impl<'b> Deletion<'b> {
    pub fn new(book: &'b RecipeBook, uid: &str, recipe_id: &str) -> Self {
        Self {
            book,
            uid: uid.to_string(),
            state: DeletionState::Pending,
            report: DeletionReport {
                recipe_id: recipe_id.to_string(),
                ..Default::default()
            },
        }
    }

    pub fn state(&self) -> DeletionState {
        self.state
    }

    pub fn report(&self) -> &DeletionReport {
        &self.report
    }

    /// Perform the next step. A failed step leaves the state where it was, so
    /// calling `step` again retries it.
    pub async fn step(&mut self) -> BookResult<DeletionState> {
        let recipe_id = self.report.recipe_id.clone();
        let fail = |step: DeletionStep| {
            let recipe_id = recipe_id.clone();
            move |source: anyhow::Error| {
                tracing::error!("Deleting recipe {} failed at {}: {:?}", recipe_id, step, source);
                BookError::DeletionFailed {
                    recipe_id,
                    step,
                    source,
                }
            }
        };

        self.state = match self.state {
            DeletionState::Pending => {
                let prefix = media::recipe_media_prefix(&self.uid, &recipe_id);
                let objects = self
                    .book
                    .storage
                    .list(&prefix)
                    .await
                    .map_err(fail(DeletionStep::Media))?;
                for object in objects {
                    self.book
                        .storage
                        .delete(&object)
                        .await
                        .map_err(fail(DeletionStep::Media))?;
                    self.report.media_deleted.push(object);
                }
                DeletionState::MediaDeleted
            }
            DeletionState::MediaDeleted => {
                let copies = self
                    .book
                    .docs
                    .collection_group(SAVED_RECIPES)
                    .await
                    .map_err(fail(DeletionStep::SavedCopies))?;
                for copy in copies {
                    if copy.id != recipe_id
                        || !models::recipe_from_document(&copy, Provenance::External)
                            .is_user_added()
                    {
                        continue;
                    }
                    self.book
                        .docs
                        .delete(&copy.path)
                        .await
                        .map_err(fail(DeletionStep::SavedCopies))?;
                    self.report.saved_removed.push(copy.path);
                }
                DeletionState::SavedRemoved
            }
            DeletionState::SavedRemoved => {
                self.report.owned_removed = self
                    .book
                    .docs
                    .delete(&owned_document(&self.uid, &recipe_id))
                    .await
                    .map_err(fail(DeletionStep::Owned))?;
                DeletionState::Done
            }
            DeletionState::Done => DeletionState::Done,
        };
        Ok(self.state)
    }

    /// Run every remaining step
    pub async fn run(mut self) -> BookResult<DeletionReport> {
        while self.step().await? != DeletionState::Done {}
        tracing::info!(
            "Deleted recipe {} ({} media objects, {} bookmarks)",
            self.report.recipe_id,
            self.report.media_deleted.len(),
            self.report.saved_removed.len()
        );
        Ok(self.report)
    }
}

fn signed_in(uid: &str) -> BookResult<&str> {
    if uid.trim().is_empty() {
        Err(BookError::NotAuthenticated)
    } else {
        Ok(uid)
    }
}

fn owned_document(uid: &str, recipe_id: &str) -> String {
    format!("{}/{}", database::recipes_path(uid), recipe_id)
}

fn saved_document(uid: &str, recipe_id: &str) -> String {
    format!("{}/{}", database::saved_path(uid), recipe_id)
}

fn object_name() -> String {
    uuid::Uuid::new_v4().simple().to_string()
}
use serde::{Deserialize, Serialize};
use strum::{Display, IntoStaticStr};

/// Where a recipe came from. Set once when the recipe is created.
#[derive(Debug, Clone, Copy, PartialEq, Eq, Hash, Serialize, Deserialize, Display, IntoStaticStr)]
#[serde(rename_all = "snake_case")]
#[strum(serialize_all = "snake_case")]
pub enum Provenance {
    /// Decoded from the public recipe API
    External,
    /// Written by a signed-in user
    UserAdded,
}

/// One ingredient line, e.g. "Flour" / "200g"
#[derive(Debug, Clone, PartialEq, Eq, Serialize, Deserialize)]
pub struct Ingredient {
    pub name: String,
    #[serde(default)]
    pub measure: String,
}

impl Ingredient {
    pub fn new(name: impl Into<String>, measure: impl Into<String>) -> Self {
        Self {
            name: name.into(),
            measure: measure.into(),
        }
    }
}

/// A photo or video attached to a recipe.
///
/// Media submitted by a user starts out as raw bytes and is replaced by a URL
/// once it has been uploaded to object storage.
#[derive(Clone, PartialEq, Eq, Serialize, Deserialize)]
#[serde(tag = "kind", rename_all = "snake_case")]
pub enum MediaRef {
    Url {
        url: String,
    },
    Bytes {
        content_type: Option<String>,
        content_bytes: Vec<u8>,
    },
}

impl MediaRef {
    pub fn url(url: impl Into<String>) -> Self {
        Self::Url { url: url.into() }
    }

    pub fn bytes(content_type: Option<String>, content_bytes: Vec<u8>) -> Self {
        Self::Bytes {
            content_type,
            content_bytes,
        }
    }

    /// The remote location, if this media has been uploaded
    pub fn as_url(&self) -> Option<&str> {
        match self {
            Self::Url { url } => Some(url),
            Self::Bytes { .. } => None,
        }
    }

    pub fn is_pending(&self) -> bool {
        matches!(self, Self::Bytes { .. })
    }
}

impl std::fmt::Debug for MediaRef {
    fn fmt(&self, f: &mut std::fmt::Formatter<'_>) -> std::fmt::Result {
        match self {
            Self::Url { url } => f.debug_tuple("Url").field(url).finish(),
            Self::Bytes {
                content_type,
                content_bytes,
            } => f
                .debug_struct("Bytes")
                .field("content_type", content_type)
                .field("content_bytes", &content_bytes.len())
                .finish(),
        }
    }
}

/// Everything about a recipe except its identity and provenance.
///
/// This is what a user submits from the recipe form, and what replaces the
/// contents of an existing recipe on edit.
#[derive(Debug, Clone, Default, PartialEq, Eq, Serialize, Deserialize)]
#[serde(rename_all = "camelCase", default)]
pub struct RecipeDraft {
    pub name: String,
    pub category: String,
    pub area: String,
    pub instructions: String,
    pub tags: Option<String>,
    pub youtube: Option<String>,
    pub ingredients: Vec<Ingredient>,
    pub images: Vec<MediaRef>,
    pub videos: Vec<MediaRef>,
}

#[derive(Debug, Clone, PartialEq, Eq, thiserror::Error)]
pub enum DraftError {
    #[error("Recipe name is required")]
    EmptyName,
    #[error("Ingredient {0} has no name")]
    EmptyIngredient(usize),
}

impl RecipeDraft {
    /// Check the fields a user must fill in before a draft can be stored.
    pub fn validate(&self) -> Result<(), DraftError> {
        if self.name.trim().is_empty() {
            return Err(DraftError::EmptyName);
        }
        if let Some(position) = self
            .ingredients
            .iter()
            .position(|i| i.name.trim().is_empty())
        {
            return Err(DraftError::EmptyIngredient(position + 1));
        }
        Ok(())
    }
}

/// A dish, either from the public recipe API or written by a user.
///
/// The identifier and provenance cannot be changed after construction; every
/// other field is replaced wholesale through [`Recipe::replaced_by`].
#[derive(Debug, Clone, PartialEq, Eq, Serialize, Deserialize)]
#[serde(rename_all = "camelCase")]
pub struct Recipe {
    id: String,
    pub name: String,
    pub category: String,
    pub area: String,
    pub instructions: String,
    pub tags: Option<String>,
    pub youtube: Option<String>,
    pub ingredients: Vec<Ingredient>,
    pub images: Vec<MediaRef>,
    pub videos: Vec<MediaRef>,
    provenance: Provenance,
}

impl Recipe {
    fn new(id: String, provenance: Provenance, draft: RecipeDraft) -> Self {
        Self {
            id,
            name: draft.name,
            category: draft.category,
            area: draft.area,
            instructions: draft.instructions,
            tags: draft.tags,
            youtube: draft.youtube,
            ingredients: draft.ingredients,
            images: draft.images,
            videos: draft.videos,
            provenance,
        }
    }

    /// A recipe that came from the public recipe API
    pub fn external(id: impl Into<String>, draft: RecipeDraft) -> Self {
        Self::new(id.into(), Provenance::External, draft)
    }

    /// A recipe authored by the signed-in user
    pub fn user_added(id: impl Into<String>, draft: RecipeDraft) -> Self {
        Self::new(id.into(), Provenance::UserAdded, draft)
    }

    /// Rebuild a recipe read back from storage
    pub fn restore(id: impl Into<String>, provenance: Provenance, draft: RecipeDraft) -> Self {
        Self::new(id.into(), provenance, draft)
    }

    /// Replace every field except the identifier and provenance.
    pub fn replaced_by(&self, draft: RecipeDraft) -> Self {
        Self::new(self.id.clone(), self.provenance, draft)
    }

    pub fn id(&self) -> &str {
        &self.id
    }

    pub fn provenance(&self) -> Provenance {
        self.provenance
    }

    pub fn is_user_added(&self) -> bool {
        self.provenance == Provenance::UserAdded
    }

    pub fn ingredient_names(&self) -> Vec<&str> {
        self.ingredients.iter().map(|i| i.name.as_str()).collect()
    }

    pub fn measures(&self) -> Vec<&str> {
        self.ingredients.iter().map(|i| i.measure.as_str()).collect()
    }

    /// Individual tags from the comma separated tag string
    pub fn tag_list(&self) -> impl Iterator<Item = &str> {
        self.tags
            .as_deref()
            .unwrap_or_default()
            .split(',')
            .map(str::trim)
            .filter(|t| !t.is_empty())
    }

    /// The first uploaded image, used as the list thumbnail
    pub fn thumbnail_url(&self) -> Option<&str> {
        self.images.iter().find_map(MediaRef::as_url)
    }

    /// Whether any photo or video still needs to be uploaded
    pub fn has_pending_media(&self) -> bool {
        self.images.iter().chain(&self.videos).any(MediaRef::is_pending)
    }
}

/// The profile document written when a user registers
#[derive(Debug, Clone, PartialEq, Eq, Serialize, Deserialize)]
#[serde(rename_all = "camelCase")]
pub struct UserProfile {
    pub uid: String,
    pub email: String,
    pub first_name: String,
    pub last_name: String,
}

━━━━━━━━━━━━━━━━━━━━

• _Problem description_
Going back to the entries above, set down exactly the lines that begin at the one with "back from storage" and end at the one with "the list thumbnail", both included, and nothing else.

• _Output of the exercise_
    /// Rebuild a recipe read back from storage
    pub fn restore(id: impl Into<String>, provenance: Provenance, draft: RecipeDraft) -> Self {
        Self::new(id.into(), provenance, draft)
    }

    /// Replace every field except the identifier and provenance.
    pub fn replaced_by(&self, draft: RecipeDraft) -> Self {
        Self::new(self.id.clone(), self.provenance, draft)
    }

    pub fn id(&self) -> &str {
        &self.id
    }

    pub fn provenance(&self) -> Provenance {
        self.provenance
    }

    pub fn is_user_added(&self) -> bool {
        self.provenance == Provenance::UserAdded
    }

    pub fn ingredient_names(&self) -> Vec<&str> {
        self.ingredients.iter().map(|i| i.name.as_str()).collect()
    }

    pub fn measures(&self) -> Vec<&str> {
        self.ingredients.iter().map(|i| i.measure.as_str()).collect()
    }

    /// Individual tags from the comma separated tag string
    pub fn tag_list(&self) -> impl Iterator<Item = &str> {
        self.tags
            .as_deref()
            .unwrap_or_default()
            .split(',')
            .map(str::trim)
            .filter(|t| !t.is_empty())
    }

    /// The first uploaded image, used as the list thumbnail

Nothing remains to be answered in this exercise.